In the listing below, find each line holding "derive" and copy it.

(Given data Opens)

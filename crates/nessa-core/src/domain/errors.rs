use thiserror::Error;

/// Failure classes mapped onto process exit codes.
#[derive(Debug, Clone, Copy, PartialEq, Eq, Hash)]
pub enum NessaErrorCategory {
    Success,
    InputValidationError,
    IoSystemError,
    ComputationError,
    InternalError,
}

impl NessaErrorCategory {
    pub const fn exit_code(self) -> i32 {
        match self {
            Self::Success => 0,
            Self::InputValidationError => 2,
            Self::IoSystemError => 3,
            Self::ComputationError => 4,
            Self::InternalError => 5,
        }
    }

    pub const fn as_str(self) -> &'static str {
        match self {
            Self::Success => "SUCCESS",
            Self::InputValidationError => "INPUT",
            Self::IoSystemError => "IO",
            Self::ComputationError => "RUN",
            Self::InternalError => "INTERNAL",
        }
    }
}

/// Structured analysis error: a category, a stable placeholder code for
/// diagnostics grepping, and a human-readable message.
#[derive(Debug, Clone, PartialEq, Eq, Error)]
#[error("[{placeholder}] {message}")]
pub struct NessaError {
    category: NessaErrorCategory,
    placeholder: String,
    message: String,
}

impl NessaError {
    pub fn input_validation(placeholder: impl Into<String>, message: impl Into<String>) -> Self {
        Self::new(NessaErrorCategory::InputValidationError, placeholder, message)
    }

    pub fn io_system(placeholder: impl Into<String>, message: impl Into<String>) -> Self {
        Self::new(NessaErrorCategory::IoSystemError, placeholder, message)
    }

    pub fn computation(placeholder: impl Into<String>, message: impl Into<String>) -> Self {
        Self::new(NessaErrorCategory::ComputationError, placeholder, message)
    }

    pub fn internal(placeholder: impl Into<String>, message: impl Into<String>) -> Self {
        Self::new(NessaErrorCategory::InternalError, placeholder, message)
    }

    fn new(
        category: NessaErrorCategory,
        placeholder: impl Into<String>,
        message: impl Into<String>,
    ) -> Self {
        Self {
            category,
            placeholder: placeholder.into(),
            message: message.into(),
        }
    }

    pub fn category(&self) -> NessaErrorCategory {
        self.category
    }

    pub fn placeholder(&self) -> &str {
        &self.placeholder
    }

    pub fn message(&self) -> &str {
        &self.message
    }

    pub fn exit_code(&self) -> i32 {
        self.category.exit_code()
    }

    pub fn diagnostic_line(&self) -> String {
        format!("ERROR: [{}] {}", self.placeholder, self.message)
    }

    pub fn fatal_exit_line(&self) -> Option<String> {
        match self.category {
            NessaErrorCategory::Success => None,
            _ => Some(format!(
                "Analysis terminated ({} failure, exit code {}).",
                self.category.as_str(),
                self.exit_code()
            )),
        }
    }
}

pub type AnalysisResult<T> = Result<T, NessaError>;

(Given data Closes)
(Given data Opens)

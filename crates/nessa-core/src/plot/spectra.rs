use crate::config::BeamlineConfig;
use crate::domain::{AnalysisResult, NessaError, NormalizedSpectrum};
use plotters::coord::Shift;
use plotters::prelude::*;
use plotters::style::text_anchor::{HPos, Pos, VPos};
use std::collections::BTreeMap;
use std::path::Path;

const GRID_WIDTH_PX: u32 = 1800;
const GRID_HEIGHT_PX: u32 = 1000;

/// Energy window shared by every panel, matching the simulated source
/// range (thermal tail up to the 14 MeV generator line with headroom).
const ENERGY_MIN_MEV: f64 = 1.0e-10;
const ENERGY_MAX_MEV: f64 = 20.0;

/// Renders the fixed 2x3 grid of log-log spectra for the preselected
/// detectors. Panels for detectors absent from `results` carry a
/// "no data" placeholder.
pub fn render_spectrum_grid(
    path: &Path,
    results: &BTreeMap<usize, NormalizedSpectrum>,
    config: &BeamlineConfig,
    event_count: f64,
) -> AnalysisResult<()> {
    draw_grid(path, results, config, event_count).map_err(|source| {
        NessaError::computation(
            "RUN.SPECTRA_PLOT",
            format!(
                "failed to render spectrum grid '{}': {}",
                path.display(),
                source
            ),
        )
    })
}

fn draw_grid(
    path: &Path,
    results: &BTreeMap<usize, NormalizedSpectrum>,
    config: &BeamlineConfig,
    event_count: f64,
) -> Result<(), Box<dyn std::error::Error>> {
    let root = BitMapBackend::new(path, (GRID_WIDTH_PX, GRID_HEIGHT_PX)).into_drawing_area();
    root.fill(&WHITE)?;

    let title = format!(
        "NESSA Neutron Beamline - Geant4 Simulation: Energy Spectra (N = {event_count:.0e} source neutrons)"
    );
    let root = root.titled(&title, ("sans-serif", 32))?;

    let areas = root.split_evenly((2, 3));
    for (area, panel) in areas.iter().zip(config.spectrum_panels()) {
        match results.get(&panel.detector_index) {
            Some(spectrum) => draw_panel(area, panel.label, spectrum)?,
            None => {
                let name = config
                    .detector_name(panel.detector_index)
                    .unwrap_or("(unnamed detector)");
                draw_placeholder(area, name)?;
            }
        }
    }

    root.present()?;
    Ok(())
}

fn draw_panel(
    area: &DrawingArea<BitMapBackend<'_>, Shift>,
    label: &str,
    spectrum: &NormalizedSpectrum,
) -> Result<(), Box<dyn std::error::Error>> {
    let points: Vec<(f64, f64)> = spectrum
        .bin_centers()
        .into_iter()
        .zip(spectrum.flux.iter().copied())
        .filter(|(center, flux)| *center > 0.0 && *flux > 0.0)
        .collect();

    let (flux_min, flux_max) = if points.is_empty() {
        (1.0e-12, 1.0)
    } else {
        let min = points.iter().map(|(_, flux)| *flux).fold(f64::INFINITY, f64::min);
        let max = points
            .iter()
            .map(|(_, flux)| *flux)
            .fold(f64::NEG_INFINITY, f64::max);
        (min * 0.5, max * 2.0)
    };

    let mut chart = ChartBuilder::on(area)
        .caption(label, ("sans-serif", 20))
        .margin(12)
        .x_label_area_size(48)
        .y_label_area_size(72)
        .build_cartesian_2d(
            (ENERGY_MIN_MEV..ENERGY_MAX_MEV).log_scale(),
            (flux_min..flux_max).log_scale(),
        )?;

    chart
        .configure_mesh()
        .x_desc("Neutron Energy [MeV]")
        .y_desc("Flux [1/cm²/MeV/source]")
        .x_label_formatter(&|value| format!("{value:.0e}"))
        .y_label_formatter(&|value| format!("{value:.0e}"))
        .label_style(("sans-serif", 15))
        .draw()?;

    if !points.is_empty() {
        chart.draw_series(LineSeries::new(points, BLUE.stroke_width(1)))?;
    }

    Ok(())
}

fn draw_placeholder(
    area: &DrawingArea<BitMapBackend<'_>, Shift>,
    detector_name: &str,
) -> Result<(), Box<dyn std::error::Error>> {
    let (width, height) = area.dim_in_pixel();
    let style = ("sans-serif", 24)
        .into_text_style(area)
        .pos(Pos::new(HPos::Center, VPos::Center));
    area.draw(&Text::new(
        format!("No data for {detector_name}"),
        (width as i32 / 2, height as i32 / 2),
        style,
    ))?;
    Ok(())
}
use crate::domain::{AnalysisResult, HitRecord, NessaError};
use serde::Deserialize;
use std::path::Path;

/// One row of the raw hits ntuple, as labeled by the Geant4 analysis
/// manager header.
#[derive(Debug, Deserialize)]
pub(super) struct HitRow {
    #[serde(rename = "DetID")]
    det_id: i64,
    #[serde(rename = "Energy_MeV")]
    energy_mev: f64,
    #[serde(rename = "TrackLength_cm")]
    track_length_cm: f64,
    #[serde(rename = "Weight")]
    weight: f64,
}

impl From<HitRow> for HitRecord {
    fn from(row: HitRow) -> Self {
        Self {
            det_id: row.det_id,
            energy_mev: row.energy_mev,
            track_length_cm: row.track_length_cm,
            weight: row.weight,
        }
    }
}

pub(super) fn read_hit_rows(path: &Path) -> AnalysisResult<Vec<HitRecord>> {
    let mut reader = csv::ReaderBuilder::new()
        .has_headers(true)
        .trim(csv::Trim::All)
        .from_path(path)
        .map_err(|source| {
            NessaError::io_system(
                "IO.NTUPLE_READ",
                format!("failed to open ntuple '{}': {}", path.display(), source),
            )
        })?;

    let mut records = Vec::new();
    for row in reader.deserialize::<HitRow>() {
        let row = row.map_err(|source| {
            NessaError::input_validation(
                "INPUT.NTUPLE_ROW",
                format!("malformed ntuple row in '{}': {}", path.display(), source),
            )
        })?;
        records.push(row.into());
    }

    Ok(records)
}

(Given data Closes)

### Response to this task
#[derive(Debug, Clone, Copy, PartialEq, Eq, Hash)]
#[derive(Debug, Clone, PartialEq, Eq, Error)]
#[derive(Debug, Deserialize)]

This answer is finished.